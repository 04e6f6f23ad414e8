//! Settings file management

use std::time::Duration;

use serde::{Deserialize, Serialize};

use crate::logs::LogLevel;
use crate::models::deployment::LogType;
use crate::watch::session::WatchOptions;

/// Watcher settings
#[derive(Debug, Clone, Default, Serialize, Deserialize)]
pub struct Settings {
    /// Log level
    #[serde(default)]
    pub log_level: LogLevel,

    /// Backend configuration
    #[serde(default)]
    pub backend: BackendSettings,

    /// Bearer token lookup
    #[serde(default)]
    pub auth: AuthSettings,

    /// Log polling defaults
    #[serde(default)]
    pub watch: WatchSettings,
}

/// Backend API settings
#[derive(Debug, Clone, Serialize, Deserialize)]
pub struct BackendSettings {
    /// Base URL for the backend API
    #[serde(default = "default_backend_url")]
    pub base_url: String,

    /// Request timeout in seconds
    #[serde(default = "default_timeout_secs")]
    pub timeout_secs: u64,
}

fn default_backend_url() -> String {
    "https://api.whaleray.oriduckduck.site".to_string()
}

fn default_timeout_secs() -> u64 {
    30
}

impl Default for BackendSettings {
    fn default() -> Self {
        Self {
            base_url: default_backend_url(),
            timeout_secs: default_timeout_secs(),
        }
    }
}

/// Authentication settings
#[derive(Debug, Clone, Serialize, Deserialize)]
pub struct AuthSettings {
    /// Environment variable holding the bearer token
    #[serde(default = "default_token_env")]
    pub token_env: String,
}

fn default_token_env() -> String {
    "WHALERAY_TOKEN".to_string()
}

impl Default for AuthSettings {
    fn default() -> Self {
        Self {
            token_env: default_token_env(),
        }
    }
}

/// Log polling settings
#[derive(Debug, Clone, Serialize, Deserialize)]
pub struct WatchSettings {
    /// Which log streams to follow
    #[serde(default)]
    pub log_type: LogType,

    /// Polling interval in milliseconds
    #[serde(default = "default_polling_interval_ms")]
    pub polling_interval_ms: u64,

    /// Maximum log lines per request
    #[serde(default = "default_limit")]
    pub limit: u32,
}

fn default_polling_interval_ms() -> u64 {
    2000
}

fn default_limit() -> u32 {
    100
}

impl Default for WatchSettings {
    fn default() -> Self {
        Self {
            log_type: LogType::All,
            polling_interval_ms: default_polling_interval_ms(),
            limit: default_limit(),
        }
    }
}

impl WatchSettings {
    pub fn to_options(&self) -> WatchOptions {
        WatchOptions {
            log_type: self.log_type,
            polling_interval: Duration::from_millis(self.polling_interval_ms),
            enabled: true,
            limit: self.limit,
        }
    }
}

_Exercise directions_
In the entries above, find each line with the string "Duration" and copy it.

_Response area_
use std::time::Duration;
            polling_interval: Duration::from_millis(self.polling_interval_ms),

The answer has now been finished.